TRIBUNNEWS.COM - Intrik pertandingan antara Inggris dan Argentina di semifinal Piala Dunia 2026 kembali memanas.
Setelah Piala Dunia rampung, otomatis para pemain yang membela negara akan kembali ke klubnya masing-masing.
Tak terkecuali bagi penggawa Argentina, seperti Enzo Fernandez, Lisandro Martinez, dan Cristian Romero.
Enzo Fernandez akan kembali meniti karier bersama Chelsea yang akan menggunakan jasa pelatih baru, Xabi Alonso.
Untuk Lisandro Martinez, ia akan membela Manchester United.
Licha sayangnya harus menunda sedikit waktu comebacknya lantaran sedang mengalami cedera.
Sementara Cristian Romero, hingga kini, masih menjadi bagian dari klub Tottenham Hotspur.
Namun di tengah masa-masa itu, muncul kembali ancaman pencabutan visa kerja di Inggris bagi ketiga pemain tersebut.
Hal itu berhubungan dengan aksi yang dilakukan para pemain Argentina setelah pertandingan melawan Inggris.
Para pemain tersebut membentangkan banner bertuliskan 'Las Malvinas son Argentinas' atau Kepulauan Malvinas milik Argentina.
"Kalau bicara historis, kita tidak bisa lepas dari aspek geopolitik.
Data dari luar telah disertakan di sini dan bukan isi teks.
pub mod analysis;
pub mod lenient;
pub mod profile;
pub mod recommendation;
Rivalitas Inggris dan Argentina memang mencapai puncaknya setelah Perang Falklands (Malvinas), tetapi sebenarnya sudah dimulai jauh sebelumnya," ujar Gigih, seorang football enthusiast, dalam podcast Super Taktik di kantor Tribunnews Solo, Karanganyar, Jawa Tengah.
"Perang tersebut menjadi salah satu titik penting yang memperbesar rivalitas kedua negara. Setelah itu, berbagai peristiwa terus bermunculan dan membuat tensi setiap pertemuan mereka semakin tinggi," sambungnya.
Baca juga: Lionel Scaloni Bicara Masa Depannya sebagai Pelatih Argentina usai Gagal Juara Piala Dunia 2026
Persoalannya, perkara Malvinas atau Kepulauan Falklands ini benar-benar sensitif bagi Inggris maupun Argentina.
Pihak Inggris jelas tak tinggal diam dengan aksi yang dilakukan para pemain Argentina, termasuk Enzo, Licha, dan Romero yang ikut ambil bagian.
Kini muncul kembali wacana agar ketiga pemain itu dicabut visa kerjanya saja.
Salah satu dorongan paling kencang agar hal itu terjadi dilakukan oleh orang kepercayaan mantan Perdana Menteri Inggris Margaret Thatcher, Nile Gardiner.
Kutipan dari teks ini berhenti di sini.